Wikipedia concepts are used in (Gabrilovich & Markovitch 2007) to provide meaning for natural language texts because of the large amounts of concepts available. Also, Zheng, Li, Huang & Zhu (2010) exploit Wikipedia as a knowledge base for linking entities found in unstructured text to Wikipedia articles in order to provide some descriptive information for the entities. Similarly, in this thesis, Wikipedia is exploited to build background knowledge that can be used for representing unstructured text from learning materials to enable the recommendation of relevant documents. The lexicon is generated from all the available Wikipedia sources for the Machine Learning and
3.2. Background Knowledge 43
Data Mining domain. There are 2 available sources for this domain, so we use both sources. First, the phrases in the contents and overview sections of the chosen domain are extracted to form a topic list. Second, a list containing the titles of articles related to the domain is added to the topic list to assemble the lexicon. Overall, the domain lexicon consists of a set of 664 Wiki-phrases.
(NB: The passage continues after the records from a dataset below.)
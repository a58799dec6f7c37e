//! Promo records.

use chrono::{DateTime, Utc};
use rust_decimal::Decimal;
use serde::{Deserialize, Serialize};
use sqlx::FromRow;
use uuid::Uuid;

use crate::money::positive;

/// How a promo's discount is computed
#[derive(Debug, Clone, Copy, PartialEq, Eq, Serialize, Deserialize, sqlx::Type)]
#[sqlx(type_name = "discount_type", rename_all = "snake_case")]
#[serde(rename_all = "snake_case")]
pub enum DiscountType {
    /// `amount * discount_percentage / 100`, capped by `max_discount_value`
    Percentage,
    /// Flat `discount`
    FixedAmount,
    /// Flat `discount`, meant to cover delivery
    FreeShipping,
}

impl Default for DiscountType {
    fn default() -> Self {
        DiscountType::Percentage
    }
}

#[derive(Debug, Clone, Copy, PartialEq, Eq, Hash, Serialize, Deserialize, sqlx::Type)]
#[sqlx(type_name = "promo_status", rename_all = "lowercase")]
#[serde(rename_all = "lowercase")]
pub enum PromoStatus {
    Active,
    Inactive,
    Expired,
}

impl PromoStatus {
    pub fn as_str(&self) -> &'static str {
        match self {
            PromoStatus::Active => "active",
            PromoStatus::Inactive => "inactive",
            PromoStatus::Expired => "expired",
        }
    }
}

impl std::fmt::Display for PromoStatus {
    fn fmt(&self, f: &mut std::fmt::Formatter<'_>) -> std::fmt::Result {
        f.write_str(self.as_str())
    }
}

/// Inclusive window in which a promo can be redeemed
#[derive(Debug, Clone, Copy, PartialEq, Eq, Serialize, Deserialize, FromRow)]
pub struct ValidityPeriod {
    #[sqlx(rename = "validity_from")]
    pub from: DateTime<Utc>,
    #[sqlx(rename = "validity_to")]
    pub to: DateTime<Utc>,
}

impl ValidityPeriod {
    pub fn has_started(&self, now: DateTime<Utc>) -> bool {
        now >= self.from
    }

    pub fn has_ended(&self, now: DateTime<Utc>) -> bool {
        now > self.to
    }
}

/// A promo code with its redemption statistics.
///
/// `status` and `availability` are refreshed on every write; readers that
/// need the current state use [`Promo::effective_status`].
#[derive(Debug, Clone, PartialEq, Serialize, Deserialize, FromRow)]
pub struct Promo {
    pub id: Uuid,
    pub promo_name: String,
    pub discount_percentage: Decimal,
    pub discount_type: DiscountType,
    pub max_discount_value: Option<Decimal>,
    pub discount: Decimal,
    pub usage: i64,
    pub total_usage: i64,
    pub total_usage_limit: Option<i64>,
    pub total_discount: Decimal,
    pub avg_discount_per_order: Decimal,
    pub total_revenue: Decimal,
    #[sqlx(flatten)]
    pub validity_period: ValidityPeriod,
    pub minimum_order_value: Option<Decimal>,
    /// Stored and validated, not enforced at redemption
    pub usage_limit_per_customer: Option<i32>,
    pub created_on: DateTime<Utc>,
    pub status: PromoStatus,
    pub availability: bool,
    pub updated_at: DateTime<Utc>,
}

impl Promo {
    /// Usage cap, if one is set. Zero means no cap.
    pub fn usage_cap(&self) -> Option<i64> {
        self.total_usage_limit.filter(|limit| *limit > 0)
    }

    pub fn cap_reached(&self) -> bool {
        matches!(self.usage_cap(), Some(limit) if self.total_usage >= limit)
    }

    /// Status as of `now`, from the raw fields rather than the stored cache
    pub fn effective_status(&self, now: DateTime<Utc>) -> PromoStatus {
        if self.validity_period.to < now {
            PromoStatus::Expired
        } else if self.cap_reached() {
            PromoStatus::Inactive
        } else {
            self.status
        }
    }

    /// Refresh the stored status before a write.
    ///
    /// An ended window wins over a reached cap. Otherwise the status is left as
    /// the caller set it.
    pub fn refresh_status(&mut self, now: DateTime<Utc>) {
        if self.validity_period.to < now {
            self.status = PromoStatus::Expired;
            self.availability = false;
        } else if self.cap_reached() {
            self.status = PromoStatus::Inactive;
            self.availability = false;
        }
    }

    /// Minimum order value, if one is set. Zero means no minimum.
    pub fn minimum_order(&self) -> Option<Decimal> {
        positive(self.minimum_order_value)
    }
}

#[cfg(test)]
pub(crate) mod fixtures {
    use super::*;
    use chrono::Duration;
    use rust_decimal_macros::dec;

    /// Active 10% promo, valid from yesterday for thirty days
    pub fn promo(name: &str) -> Promo {
        let now = Utc::now();
        Promo {
            id: Uuid::new_v4(),
            promo_name: name.to_string(),
            discount_percentage: dec!(10),
            discount_type: DiscountType::Percentage,
            max_discount_value: None,
            discount: dec!(0),
            usage: 0,
            total_usage: 0,
            total_usage_limit: None,
            total_discount: dec!(0),
            avg_discount_per_order: dec!(0),
            total_revenue: dec!(0),
            validity_period: ValidityPeriod {
                from: now - Duration::days(1),
                to: now + Duration::days(30),
            },
            minimum_order_value: None,
            usage_limit_per_customer: None,
            created_on: now,
            status: PromoStatus::Active,
            availability: true,
            updated_at: now,
        }
    }
}

#[cfg(test)]
mod tests {
    use super::fixtures::promo;
    use super::*;
    use chrono::Duration;

    #[test]
    fn test_zero_cap_is_no_cap() {
        let mut p = promo("SAVE10");
        p.total_usage_limit = Some(0);
        p.total_usage = 50;
        assert_eq!(p.usage_cap(), None);
        assert!(!p.cap_reached());
    }

    #[test]
    fn test_refresh_status_expired_wins() {
        let now = Utc::now();
        let mut p = promo("OLD");
        p.validity_period.to = now - Duration::days(1);
        p.total_usage_limit = Some(1);
        p.total_usage = 1;

        p.refresh_status(now);
        assert_eq!(p.status, PromoStatus::Expired);
        assert!(!p.availability);
    }

    #[test]
    fn test_refresh_status_cap_reached() {
        let now = Utc::now();
        let mut p = promo("CAPPED");
        p.total_usage_limit = Some(3);
        p.total_usage = 3;

        p.refresh_status(now);
        assert_eq!(p.status, PromoStatus::Inactive);
        assert!(!p.availability);
    }

    #[test]
    fn test_refresh_status_keeps_manual_status() {
        let mut p = promo("PAUSED");
        p.status = PromoStatus::Inactive;
        p.refresh_status(Utc::now());
        assert_eq!(p.status, PromoStatus::Inactive);
        assert!(p.availability);
    }

    #[test]
    fn test_effective_status_reads_raw_fields() {
        let now = Utc::now();
        let mut p = promo("STALE");
        p.validity_period.to = now - Duration::seconds(1);
        assert_eq!(p.status, PromoStatus::Active);
        assert_eq!(p.effective_status(now), PromoStatus::Expired);
    }

    #[test]
    fn test_serializes_nested_validity_period() {
        let p = promo("SAVE10");
        let json = serde_json::to_value(&p).unwrap();
        assert!(json["validity_period"]["from"].is_string());
        assert_eq!(json["discount_type"], "percentage");
        assert_eq!(json["status"], "active");
    }
}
Using Wikipedia as a knowledge source can present the challenge of the provenance of some of the contributors. However, we note that in this research, the TOCs of e-Books are used as the starting point for identifying concepts for creating our background knowledge. Wikipedia provides a description of the concepts already identified from the e-Books, because the e-Books have known authors. The articles on Wikipedia are open to review as other contributors can edit content that is not consistent. Further, any disputed article entries can be settled through a discussion page associated with each entry. The study by Giles (2005) suggests that the editing feature helps to improve the quality of articles in the Encyclopedia. These findings give us confidence to use the sources chosen for creating our background knowledge.